Burnham on Sea, Somerstet, UK Burnham on Sea Motor & Sailing Club floating docks as the tide is coming in on the little Brue river. Note the height of the pilings. Nine meter tides are common. So, this is the way the river looks most of the time, though it is still a long way down to low tide. The mud is so soft and so deep, all the boats just rest in it. The big boat, Matilda, draws 7 feet and has a single keel. My boat was further upriver, around the bend to the right, on two mooring balls, along with about 20 other boats. You can see a small dinghy being rowed out to the owner's boat. They often launch the dinghies off the dock into mud and just slide down to the water, so they can get the benefit of as much of the high tide sailing ops as possible. (Click photo for larger image).

taylor-UKfriendsThese are my friends there:
(You can click this one too if you want close-ups)

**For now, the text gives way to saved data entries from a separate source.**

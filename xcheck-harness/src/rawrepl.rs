//! Execution channel that drives a board's raw REPL over a byte stream.
//!
//! The board is reached over TCP (typically a serial-to-TCP bridge). Raw mode
//! is entered once per session: two Ctrl-C interrupt whatever is running,
//! Ctrl-A switches to the raw REPL, and Ctrl-D soft-resets the board. Each
//! program is then uploaded in chunks and executed with Ctrl-D; the board
//! acknowledges with `OK`, then sends the program's stdout and stderr, each
//! terminated by `0x04`. Ctrl-B leaves raw mode when the session closes.

use crate::channel::{ExecutionChannel, Session};
use crate::error::ChannelError;
use std::path::Path;
use std::time::Duration;
use tokio::io::{AsyncRead, AsyncReadExt, AsyncWrite, AsyncWriteExt, BufStream};

const RAW_REPL_BANNER: &[u8] = b"raw REPL; CTRL-B to exit\r\n";
const SOFT_REBOOT: &[u8] = b"soft reboot\r\n";
const PROMPT: &[u8] = b">";
const EXEC_ACK: &[u8] = b"OK";
const END_OF_OUTPUT: u8 = 0x04;

const INTERRUPT: &[u8] = b"\r\x03\x03";
const ENTER_RAW_MODE: &[u8] = b"\r\x01";
const SOFT_RESET: &[u8] = b"\x04";
const EXECUTE: &[u8] = b"\x04";
const EXIT_RAW_MODE: &[u8] = b"\r\x02";

/// Size of the pieces a program is uploaded in; the board's input buffer
/// is small.
const UPLOAD_CHUNK_SIZE: usize = 256;
const UPLOAD_CHUNK_DELAY: Duration = Duration::from_millis(10);

/// Runs tests on a board reached over TCP.
#[derive(Clone, Debug)]
pub struct RawReplChannel {
    address: String,
    timeout: Duration,
}

impl RawReplChannel {
    /// Creates a channel for the board at the given address.
    ///
    /// # Arguments
    ///
    /// * `address` - `host:port` of the board's bridge.
    /// * `timeout` - Bound on connecting, entering raw mode, and each test.
    pub fn new(address: impl Into<String>, timeout: Duration) -> Self {
        Self {
            address: address.into(),
            timeout,
        }
    }
}

#[async_trait::async_trait]
impl ExecutionChannel for RawReplChannel {
    async fn open_session(&self) -> Result<Box<dyn Session>, ChannelError> {
        tracing::debug!(target: "channel", "connecting to {}", self.address);

        let stream = tokio::time::timeout(self.timeout, tokio::net::TcpStream::connect(&self.address))
            .await
            .map_err(|_| ChannelError::Timeout(self.timeout))??;

        let mut session = RawReplSession::new(stream, self.timeout);
        session.enter_raw_repl().await?;

        Ok(Box::new(session))
    }
}

/// A raw REPL session over any byte stream.
pub struct RawReplSession<S> {
    stream: BufStream<S>,
    timeout: Duration,
    /// Set when a test was abandoned midway and the board's state is unknown.
    needs_reset: bool,
}

impl<S> RawReplSession<S>
where
    S: AsyncRead + AsyncWrite + Unpin + Send,
{
    /// Wraps a connected stream. Call [`Self::enter_raw_repl`] before running
    /// anything.
    pub fn new(stream: S, timeout: Duration) -> Self {
        Self {
            stream: BufStream::new(stream),
            timeout,
            needs_reset: false,
        }
    }

    /// Interrupts the board, enters the raw REPL, and soft-resets.
    pub async fn enter_raw_repl(&mut self) -> Result<(), ChannelError> {
        let timeout = self.timeout;
        tokio::time::timeout(timeout, self.enter_raw_repl_unbounded())
            .await
            .map_err(|_| ChannelError::Timeout(timeout))??;

        self.needs_reset = false;
        tracing::debug!(target: "channel", "entered raw REPL");

        Ok(())
    }

    async fn enter_raw_repl_unbounded(&mut self) -> Result<(), ChannelError> {
        self.send(INTERRUPT).await?;
        self.send(ENTER_RAW_MODE).await?;

        let mut banner = RAW_REPL_BANNER.to_vec();
        banner.extend_from_slice(PROMPT);
        self.read_until(&banner).await?;

        self.send(SOFT_RESET).await?;
        self.read_until(SOFT_REBOOT).await?;
        self.read_until(RAW_REPL_BANNER).await?;

        Ok(())
    }

    async fn exec(&mut self, code: &[u8]) -> Result<Vec<u8>, ChannelError> {
        self.read_until(PROMPT).await?;

        for (i, chunk) in code.chunks(UPLOAD_CHUNK_SIZE).enumerate() {
            if i > 0 {
                tokio::time::sleep(UPLOAD_CHUNK_DELAY).await;
            }
            self.send(chunk).await?;
        }
        self.send(EXECUTE).await?;

        let mut ack = [0; EXEC_ACK.len()];
        self.stream
            .read_exact(&mut ack)
            .await
            .map_err(map_read_error)?;
        if ack != EXEC_ACK {
            return Err(ChannelError::Protocol(format!(
                "board did not accept program: {:?}",
                String::from_utf8_lossy(&ack)
            )));
        }

        let mut output = self.read_until(&[END_OF_OUTPUT]).await?;
        output.pop();

        let mut stderr = self.read_until(&[END_OF_OUTPUT]).await?;
        stderr.pop();

        output.append(&mut stderr);
        Ok(output)
    }

    async fn send(&mut self, data: &[u8]) -> Result<(), ChannelError> {
        self.stream.write_all(data).await?;
        self.stream.flush().await?;
        Ok(())
    }

    /// Reads until the data read so far ends with `ending`, returning all of
    /// it.
    async fn read_until(&mut self, ending: &[u8]) -> Result<Vec<u8>, ChannelError> {
        let mut data = vec![];

        while !data.ends_with(ending) {
            let b = self.stream.read_u8().await.map_err(map_read_error)?;
            data.push(b);
        }

        Ok(data)
    }
}

#[async_trait::async_trait]
impl<S> Session for RawReplSession<S>
where
    S: AsyncRead + AsyncWrite + Unpin + Send,
{
    async fn run(&mut self, source: &Path) -> Result<Vec<u8>, ChannelError> {
        let code = tokio::fs::read(source).await?;

        if self.needs_reset {
            self.enter_raw_repl().await?;
        }

        // Assume the worst until the board has answered in full.
        self.needs_reset = true;

        let timeout = self.timeout;
        let output = tokio::time::timeout(timeout, self.exec(&code))
            .await
            .map_err(|_| ChannelError::Timeout(timeout))??;

        self.needs_reset = false;

        Ok(output)
    }

    async fn close(self: Box<Self>) -> Result<(), ChannelError> {
        let mut session = *self;

        session.send(EXIT_RAW_MODE).await?;
        session.stream.shutdown().await?;

        tracing::debug!(target: "channel", "left raw REPL");
        Ok(())
    }
}

fn map_read_error(err: std::io::Error) -> ChannelError {
    if err.kind() == std::io::ErrorKind::UnexpectedEof {
        ChannelError::Protocol(String::from("connection closed by board"))
    } else {
        ChannelError::Io(err)
    }
}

'Dreamer'"Dreamer" This is the boat that I was loaned for month of July. A Hurley 22. (Click photo for larger image). That's me and a white knuckled friend onboard in the Parrett River, which flows out into the Bristol Channel. She was in great shape and both the former owner and the current owner are Club members, so I had plenty of expertise nearby if I needed it. And all the guys couldnt do enough for me. But finding water and wind (and not gale force wind) and dry conditions was one combination I needed that they couldnt control. The gales kept sweeping in off the Atlantic all through July, bringing torrential rains. Major flooding to the north and east of us made national news. Everyone complained there has never been such a horrible summer for weather.

When conditions did allow, at high tide, like this, you had enough water for about three hours of sailing, including the time needed to get off and back on to the mooring and dinghy out and back to the pontoon dock. Then you were stuck in the mud for another 10 hours. Very few boats werent out sailing when conditions permitted. These guys took every opportunity they could get and would face all but gale force winds for the privilege.

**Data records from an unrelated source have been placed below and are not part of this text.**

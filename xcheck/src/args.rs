use clap::Parser;
use std::path::PathBuf;
use xcheck_harness::{Manifest, RunMode};

use crate::events;

const SHORT_DESCRIPTION: &str = "Interpreter conformance harness";

const LONG_DESCRIPTION: &str = r"
xcheck runs test programs on a target interpreter and compares their output
with the output of a reference interpreter, or with a stored expected-output
template (<test>.exp) when one exists.

Settings are read from xcheck.toml in the current directory (or the file given
with --config); command-line flags take precedence.
";

/// Identifies how tests reach the interpreter under test.
#[derive(Clone, Copy, Debug, PartialEq, Eq, clap::ValueEnum)]
pub enum TargetKind {
    /// Run an interpreter binary on this machine.
    Local,
    /// Drive a board's raw REPL over TCP.
    RawRepl,
}

/// Parsed command-line arguments for xcheck.
#[derive(Parser)]
#[clap(name = "xcheck", version, about = SHORT_DESCRIPTION, long_about = LONG_DESCRIPTION)]
pub struct CommandLineArgs {
    /// Test files, or directories to search for tests.
    #[clap(value_name = "PATH", required = true)]
    pub test_paths: Vec<PathBuf>,

    /// Store the reference interpreter's output as the template of each test
    /// that has none, instead of running tests.
    #[clap(long = "write-exp")]
    pub write_exp: bool,

    /// Don't clear the interpreter's module search path.
    #[clap(long = "keep-path")]
    pub keep_path: bool,

    /// How to reach the interpreter under test.
    #[clap(long = "target", value_enum, default_value_t = TargetKind::Local)]
    pub target: TargetKind,

    /// Interpreter binary, for the local target.
    #[clap(long = "interpreter", env = "XCHECK_INTERPRETER", value_name = "PATH")]
    pub interpreter: Option<PathBuf>,

    /// Extra argument passed to the interpreter; may be repeated.
    #[clap(long = "interpreter-arg", value_name = "ARG", allow_hyphen_values = true)]
    pub interpreter_args: Vec<String>,

    /// Address of the board's TCP bridge, for the raw-repl target.
    #[clap(
        long = "device",
        value_name = "HOST:PORT",
        required_if_eq("target", "raw-repl")
    )]
    pub device: Option<String>,

    /// Seconds to wait for a test before treating the target as hung.
    #[clap(long = "timeout", value_name = "SECONDS", value_parser = clap::value_parser!(u64).range(1..))]
    pub timeout_secs: Option<u64>,

    /// Reference interpreter binary.
    #[clap(long = "oracle", env = "XCHECK_ORACLE", value_name = "PATH")]
    pub oracle: Option<PathBuf>,

    /// Path to the manifest.
    #[clap(long = "config", value_name = "FILE")]
    pub config: Option<PathBuf>,

    /// Directory that failure artifacts are written to.
    #[clap(long = "artifacts-dir", value_name = "DIR", default_value = ".")]
    pub artifacts_dir: PathBuf,

    /// List the tests that would run, and exit.
    #[clap(long = "list")]
    pub list: bool,

    /// Also write results to a JUnit XML file.
    #[clap(long = "junit", value_name = "FILE")]
    pub junit: Option<PathBuf>,

    /// Print a diff of expected and actual output for each failure.
    #[clap(short = 'v', long = "verbose")]
    pub verbose: bool,

    /// Enable debug logging for the given category.
    #[clap(long = "trace", value_name = "EVENT")]
    pub enabled_trace_events: Vec<events::TraceEvent>,
}

impl CommandLineArgs {
    /// Returns the run mode selected on the command line.
    pub const fn run_mode(&self) -> RunMode {
        if self.write_exp {
            RunMode::Record
        } else {
            RunMode::Compare
        }
    }

    /// Applies command-line overrides on top of the manifest's settings.
    pub fn apply_to(&self, mut manifest: Manifest) -> Manifest {
        if let Some(interpreter) = &self.interpreter {
            manifest.target.interpreter.clone_from(interpreter);
        }
        if !self.interpreter_args.is_empty() {
            manifest.target.args.clone_from(&self.interpreter_args);
        }
        if let Some(timeout_secs) = self.timeout_secs {
            manifest.target.timeout_secs = timeout_secs;
        }
        if let Some(oracle) = &self.oracle {
            manifest.oracle.program.clone_from(oracle);
        }

        manifest
    }
}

Twice a month there were "two-tiders" Sundays where, weather permitting, we could race out into the Bristol Channel on the early morning tide, go as far as we dared all day, take a GPS reading, and sail back in the evening in time to catch the next tide before it started sweeping out too fast and fell too low to allow you to make it back up the tricky entrance into the Brue. Whoever got back to the Club and reported the longest GPS distance won, with handicapping, of course. If you miss timed your return, you were stuck out in the mud in the dark until the next morning, with the guys at the Club chuckling through the picture windows, nice and warm with a beer or a cider in hand.

We never got a two-tider race while I was there. Every two tider Sunday a major gale cancelled the event.